Il a soutenu personnellement que la solution de l'incinération était la moins mauvaise possible, en faisant valoir que le tri sélectif ou le compostage ne pouvaient concerner qu'une infime part des ordures ménagères. Il a suggéré que soit organisée dans le cadre de la commission une journée d'auditions sur le traitement des déchets, étant donné l'enjeu que cela représente pour les collectivités locales. Après avoir émis des doutes sur la réalité économique du deuxième dividende, M. Jean Bizet, rapporteur pour avis, a jugé que " trop de taxe écologique allait tuer la protection de l'environnement ".
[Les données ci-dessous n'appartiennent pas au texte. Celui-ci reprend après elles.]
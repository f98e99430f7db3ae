#[macro_use]
extern crate clap;
#[macro_use]
extern crate failure;
#[macro_use]
extern crate log;

extern crate prog28c;
use prog28c::*;

use std::fs;
use std::io;
use std::path::Path;
use std::process::exit;

use prog28c::cli::StdioConsole;
use prog28c::hal::PinMap;
use prog28c::sim::{
	At28c256,
	SimulatedBoard,
};

fn get_param<T>(matches: &clap::ArgMatches, name: &str) -> AResult<T>
where
	T: std::str::FromStr,
	failure::Error: From<<T as std::str::FromStr>::Err>,
{
	let param = match matches.value_of(name) {
		Some(p) => p,
		None => bail!("missing parameter {}", name),
	};
	param.parse::<T>().map_err(|e| {
		let e = failure::Error::from(e);
		let msg = format!("invalid paramater {}: {}", name, e);
		e.context(msg).into()
	})
}

fn load_chip(image: Option<&Path>) -> AResult<At28c256> {
	let path = match image {
		None => return Ok(At28c256::new()),
		Some(path) => path,
	};
	match fs::read(path) {
		Ok(data) => {
			info!("Loaded {} bytes from {}", data.len(), path.display());
			At28c256::from_image(&data).map_err(|e| {
				let msg = format!("invalid image {}", path.display());
				e.context(msg).into()
			})
		},
		Err(ref e) if e.kind() == io::ErrorKind::NotFound => {
			info!("{} doesn't exist yet, starting with an erased chip", path.display());
			Ok(At28c256::new())
		},
		Err(e) => bail!("couldn't read image {}: {}", path.display(), e),
	}
}

fn main_app() -> AResult<()> {
	let matches = clap_app!(@app (app_from_crate!())
		(@arg image: -i --image +takes_value "ROM image to load at start and save on exit")
		(@arg locked: -l --locked "chip starts with software data protection enabled")
		(@arg fast: -f --fast "don't wait for simulated write cycles")
		(@arg line_capacity: --("line-capacity") +takes_value
			"serial line buffer size (256 or 512)")
	).get_matches();

	let image = matches.value_of_os("image").map(Path::new);
	let line_capacity: usize = if matches.is_present("line_capacity") {
		get_param(&matches, "line_capacity")?
	} else {
		cli::DEFAULT_LINE_CAPACITY
	};
	ensure!(
		line_capacity == 256 || line_capacity == 512,
		"line capacity must be 256 or 512, not {}",
		line_capacity
	);

	let mut chip = load_chip(image)?;
	if matches.is_present("locked") {
		chip.set_protected(true);
	}
	let mut board = SimulatedBoard::with_chip(PinMap::default(), chip);
	board.set_real_time(!matches.is_present("fast"));

	let mut shell = firmware(board, line_capacity);
	{
		let _raw = if tty::is_terminal(tty::STDIN_FD) {
			Some(tty::TerminalMode::raw_input(tty::STDIN_FD)?)
		} else {
			None
		};
		shell.run(&mut StdioConsole::new())?;
	}

	let board = shell.into_handler().into_rom().into_hardware();
	debug!(
		"{} write pulses, {} page waits, {}us simulated",
		board.write_pulses(),
		board.page_waits(),
		board.elapsed_micros()
	);
	if let Some(path) = image {
		if let Err(e) = fs::write(path, board.chip().contents()) {
			bail!("couldn't save image {}: {}", path.display(), e);
		}
		info!("Saved image to {}", path.display());
	}

	Ok(())
}

fn main() {
	env_logger::from_env(env_logger::Env::default().default_filter_or("info")).init();

	if let Err(e) = main_app() {
		error!("Error: {}", e);
		exit(1);
	}
}
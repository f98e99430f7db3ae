use std::mem;

use crate::programmer::{
	MAX_ROM_SIZE,
	SDP_DISABLE_SEQUENCE,
	SDP_ENABLE_SEQUENCE,
	SdpStep,
};

const ADDRESS_MASK: u16 = (MAX_ROM_SIZE as u16) - 1;

fn is_sdp_prefix(steps: &[SdpStep]) -> bool {
	SDP_ENABLE_SEQUENCE.starts_with(steps) || SDP_DISABLE_SEQUENCE.starts_with(steps)
}

/// Behavioural model of an AT28C256 as seen from the write cycles.
///
/// Writes forming a prefix of an SDP command sequence are held until the
/// sequence completes or breaks; a broken prefix is stored as plain data
/// (unless protected). While protected, plain writes are dropped.
#[derive(Clone, Debug)]
pub struct At28c256 {
	memory: Vec<u8>,
	protected: bool,
	pending: Vec<SdpStep>,
	log: Vec<SdpStep>,
	ignored: usize,
}

impl Default for At28c256 {
	fn default() -> Self {
		At28c256 {
			memory: vec![0xff; MAX_ROM_SIZE],
			protected: false,
			pending: Vec::new(),
			log: Vec::new(),
			ignored: 0,
		}
	}
}

impl At28c256 {
	pub fn new() -> Self {
		Self::default()
	}

	/// image shorter than the chip is padded with 0xff
	pub fn from_image(image: &[u8]) -> crate::AResult<Self> {
		ensure!(
			image.len() <= MAX_ROM_SIZE,
			"image too large: {} bytes (chip has {})",
			image.len(),
			MAX_ROM_SIZE
		);
		let mut chip = Self::default();
		chip.memory[..image.len()].copy_from_slice(image);
		Ok(chip)
	}

	pub fn contents(&self) -> &[u8] {
		&self.memory
	}

	pub fn is_protected(&self) -> bool {
		self.protected
	}

	pub fn set_protected(&mut self, protected: bool) {
		self.protected = protected;
	}

	/// all write cycles seen so far
	pub fn write_log(&self) -> &[SdpStep] {
		&self.log
	}

	/// data writes dropped because of active protection
	pub fn ignored_writes(&self) -> usize {
		self.ignored
	}

	pub fn read(&self, address: u16) -> u8 {
		self.memory[(address & ADDRESS_MASK) as usize]
	}

	pub fn write(&mut self, address: u16, data: u8) {
		let address = address & ADDRESS_MASK;
		self.log.push((address, data));
		self.pending.push((address, data));

		if self.pending[..] == SDP_ENABLE_SEQUENCE[..] {
			info!("SDP enabled");
			self.protected = true;
			self.pending.clear();
		} else if self.pending[..] == SDP_DISABLE_SEQUENCE[..] {
			info!("SDP disabled");
			self.protected = false;
			self.pending.clear();
		} else if !is_sdp_prefix(&self.pending) {
			// the latest write might start a new sequence
			let last = self.pending.pop();
			self.finish_write_cycle();
			self.pending.extend(last);
			if !is_sdp_prefix(&self.pending) {
				self.finish_write_cycle();
			}
		}
	}

	/// end of the page load window: held writes become plain data writes
	pub fn finish_write_cycle(&mut self) {
		for (address, data) in mem::replace(&mut self.pending, Vec::new()) {
			if self.protected {
				trace!("write {:02x} @{:04x} ignored: protected", data, address);
				self.ignored += 1;
			} else {
				self.memory[address as usize] = data;
			}
		}
	}
}

#[cfg(test)]
mod tests {
	use super::*;

	fn write_all(chip: &mut At28c256, steps: &[SdpStep]) {
		for &(address, data) in steps {
			chip.write(address, data);
		}
	}

	#[test]
	fn plain_writes_are_stored() {
		let mut chip = At28c256::new();
		chip.write(0x0000, 0x12);
		chip.write(0x8001, 0x34); // A15 not connected
		assert_eq!(chip.read(0), 0x12);
		assert_eq!(chip.read(1), 0x34);
	}

	#[test]
	fn enable_sequence_locks() {
		let mut chip = At28c256::new();
		write_all(&mut chip, &SDP_ENABLE_SEQUENCE);
		assert!(chip.is_protected());
		// command bytes are not data
		assert_eq!(chip.read(0x5555), 0xff);
		assert_eq!(chip.read(0x2aaa), 0xff);

		chip.write(0x10, 0x00);
		assert_eq!(chip.read(0x10), 0xff);
		assert_eq!(chip.ignored_writes(), 1);
	}

	#[test]
	fn disable_sequence_unlocks() {
		let mut chip = At28c256::new();
		chip.set_protected(true);
		write_all(&mut chip, &SDP_DISABLE_SEQUENCE);
		assert!(!chip.is_protected());
		chip.write(0x10, 0x00);
		assert_eq!(chip.read(0x10), 0x00);
	}

	#[test]
	fn reordered_sequence_does_nothing() {
		let mut chip = At28c256::new();
		chip.set_protected(true);
		write_all(&mut chip, &[
			(0x2aaa, 0x55),
			(0x5555, 0xaa),
			(0x5555, 0x80),
			(0x5555, 0xaa),
			(0x2aaa, 0x55),
			(0x5555, 0x20),
		]);
		chip.finish_write_cycle();
		// the tail (aa, 55, 20) is no command either
		assert!(chip.is_protected());
	}

	#[test]
	fn broken_prefix_is_data_when_unprotected() {
		let mut chip = At28c256::new();
		chip.write(0x5555, 0xaa);
		chip.write(0x1234, 0x77);
		assert_eq!(chip.read(0x5555), 0xaa);
		assert_eq!(chip.read(0x1234), 0x77);
	}

	#[test]
	fn pending_prefix_flushed_at_end_of_cycle() {
		let mut chip = At28c256::new();
		chip.write(0x5555, 0xaa);
		assert_eq!(chip.read(0x5555), 0xff);
		chip.finish_write_cycle();
		assert_eq!(chip.read(0x5555), 0xaa);
	}

	#[test]
	fn image_padding() {
		let chip = At28c256::from_image(&[1, 2, 3]).unwrap();
		assert_eq!(&chip.contents()[..4], &[1, 2, 3, 0xff]);
		assert!(At28c256::from_image(&vec![0u8; MAX_ROM_SIZE + 1]).is_err());
	}
}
M. Jean-Pierre Raffarin, président, a fait valoir que la notion de " double-dividende " lui paraissait peu pertinente, puisque l'obtention du premier dividende -dissuader les pollueurs- empêchait l'obtention du second, à savoir affecter les surplus de fiscalité écologique à la baisse des prélèvements sociaux sur le travail.

La commission, sur les propositions de son rapporteur pour avis, a alors émis -les commissaires des groupes communiste républicain et citoyen et socialiste s'abstenant- un avis défavorable à l'adoption des crédits de l'environnement inscrits dans le projet de loi de finances pour 1999 .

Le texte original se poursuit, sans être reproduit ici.